Now, if I could get like Juggertha or someone to draw all the images for every page in my comics I'd be like wildly excited. But I have no means to compensate then for their efforts. So I'm doing what I do best: Attacking a problem, studying why it's a problem, identifying a potential solution and working to achieve that solution.
What I'm going for as an end result, is a standard that will A) not be a screen cap, B) appear more comic or animated like, and C) Give me control of some form over the images.
The story line I have in mind is a post-appocalyptic setting following a third Rikti Invaison. So I had the idea that the Vanguard Base has been more heavily fortified with a full war wall system around it.

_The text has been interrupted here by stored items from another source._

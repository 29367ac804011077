//! Init and node start.

use crate::ui;
use peermesh_kernel::config::{default_config_path, render_config};
use peermesh_kernel::{KernelError, MeshKernel};
use peermesh_types::config::MeshConfig;
use std::path::{Path, PathBuf};

/// Flags given to `peermesh start`.
#[derive(Debug, Default)]
pub struct StartOverrides {
    pub port: Option<u16>,
    pub discovery_port: Option<u16>,
    pub peers: Vec<String>,
    pub no_discovery: bool,
}

impl StartOverrides {
    /// Fold command-line flags into the loaded config.
    pub fn apply(self, config: &mut MeshConfig) {
        if let Some(port) = self.port {
            config.mesh_port = port;
        }
        if let Some(port) = self.discovery_port {
            config.discovery_port = port;
        }
        for peer in self.peers {
            if !config.static_peers.contains(&peer) {
                config.static_peers.push(peer);
            }
        }
        if self.no_discovery {
            config.discovery_enabled = false;
        }
    }
}

pub fn cmd_init(config: Option<PathBuf>, force: bool) {
    let path = config.unwrap_or_else(default_config_path);
    match write_default_config(&path, force) {
        Ok(()) => {
            ui::success(&format!("Wrote {}", path.display()));
            ui::hint("Edit it, then run `peermesh start`");
        }
        Err(InitError::Exists) => {
            ui::error_with_fix(
                &format!("{} already exists", path.display()),
                "Re-run with --force to overwrite it",
            );
            std::process::exit(1);
        }
        Err(InitError::Failed(msg)) => {
            ui::error(&format!("Failed to write {}: {msg}", path.display()));
            std::process::exit(1);
        }
    }
}

#[derive(Debug)]
enum InitError {
    Exists,
    Failed(String),
}

fn write_default_config(path: &Path, force: bool) -> Result<(), InitError> {
    if path.exists() && !force {
        return Err(InitError::Exists);
    }
    if let Some(parent) = path.parent() {
        std::fs::create_dir_all(parent).map_err(|e| InitError::Failed(e.to_string()))?;
    }
    let rendered =
        render_config(&MeshConfig::default()).map_err(|e| InitError::Failed(e.to_string()))?;
    std::fs::write(path, rendered).map_err(|e| InitError::Failed(e.to_string()))
}

pub fn cmd_start(mut config: MeshConfig, overrides: StartOverrides) {
    overrides.apply(&mut config);

    ui::banner();
    ui::blank();

    let rt = match tokio::runtime::Runtime::new() {
        Ok(rt) => rt,
        Err(e) => {
            ui::error(&format!("Failed to start async runtime: {e}"));
            std::process::exit(1);
        }
    };
    rt.block_on(async {
        let kernel = match MeshKernel::boot_with_config(config).await {
            Ok(k) => k,
            Err(e) => {
                boot_kernel_error(&e);
                std::process::exit(1);
            }
        };

        print_node(&kernel);

        if let Err(e) = tokio::signal::ctrl_c().await {
            ui::error(&format!("Failed to listen for Ctrl+C: {e}"));
        }

        ui::blank();
        println!("  Shutting down...");
        kernel.shutdown().await;
        ui::success("PeerMesh node stopped");
    });
}

fn print_node(kernel: &MeshKernel) {
    let config = kernel.config();
    ui::success(&format!("Node {} booted", kernel.node_id()));
    ui::blank();
    match kernel.local_addr() {
        Some(addr) => ui::kv_ok("Mesh", &addr.to_string()),
        None => ui::warn("Mesh networking disabled (local routing only)"),
    }
    if config.mesh_enabled && config.discovery_enabled {
        ui::kv("Discovery", &format!("udp/{}", config.discovery_port));
    } else {
        ui::kv("Discovery", "off");
    }
    if !config.static_peers.is_empty() {
        ui::kv("Peers", &config.static_peers.join(", "));
    }
    ui::blank();
    ui::hint("Press Ctrl+C to stop the node");
    ui::blank();
}

fn boot_kernel_error(e: &KernelError) {
    match e {
        KernelError::BootFailed(msg) => ui::error_with_fix(
            &format!("Failed to boot node: {msg}"),
            "Is another node using the port? Try `peermesh start --port <PORT>`",
        ),
        other => ui::error_with_fix(
            &format!("Failed to boot node: {other}"),
            "Check your configuration with `peermesh config`",
        ),
    }
}

#[cfg(test)]
mod tests {
    use super::*;

    #[test]
    fn test_overrides_apply_to_config() {
        let mut config = MeshConfig {
            static_peers: vec!["10.0.0.2:7400".to_string()],
            ..Default::default()
        };
        StartOverrides {
            port: Some(7500),
            discovery_port: Some(7501),
            peers: vec!["10.0.0.2:7400".to_string(), "10.0.0.3:7400".to_string()],
            no_discovery: true,
        }
        .apply(&mut config);

        assert_eq!(config.mesh_port, 7500);
        assert_eq!(config.discovery_port, 7501);
        assert_eq!(config.static_peers, vec!["10.0.0.2:7400", "10.0.0.3:7400"]);
        assert!(!config.discovery_enabled);
    }

    #[test]
    fn test_empty_overrides_keep_config() {
        let mut config = MeshConfig::default();
        StartOverrides::default().apply(&mut config);
        assert_eq!(config, MeshConfig::default());
    }

    #[test]
    fn test_init_writes_default_config() {
        let dir = tempfile::tempdir().unwrap();
        let path = dir.path().join("nested").join("config.toml");

        write_default_config(&path, false).unwrap();
        let loaded = peermesh_kernel::config::read_config(&path).unwrap();
        assert_eq!(loaded, MeshConfig::default());
    }

    #[test]
    fn test_init_refuses_to_overwrite_without_force() {
        let dir = tempfile::tempdir().unwrap();
        let path = dir.path().join("config.toml");
        std::fs::write(&path, "mesh_port = 9000\n").unwrap();

        assert!(matches!(
            write_default_config(&path, false),
            Err(InitError::Exists)
        ));
        assert_eq!(std::fs::read_to_string(&path).unwrap(), "mesh_port = 9000\n");

        write_default_config(&path, true).unwrap();
        assert_ne!(std::fs::read_to_string(&path).unwrap(), "mesh_port = 9000\n");
    }
}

(Click on image for full size version)
That's what I'm after. The ability to remake the screen caps into something that's more controllable and modifiable. I need to be able to stream line the process to a point that it won't take me 4 days to do a single image. Right now, using the process I outlined in my original post I'm looking at about an hour to an hour and a half per character image (probably a little more if I mix in Juggertha's tutorial) and maybe 4 or 5 hours for backgrounds depending on how complex the background is.
So short version, This cell-shading style that I've put together works but I know it can be better. Since It's really a wasted effort to make a post and go "Hey how do I do this better?" I posted a break down showing each step I went through with an explanation. That way it's much easier for people to follow my process and help me identify potential improvements in it.
Could you provide the a sample of the 2nd and 3rd stage for download, as to allow us to play around with some coloring tutes?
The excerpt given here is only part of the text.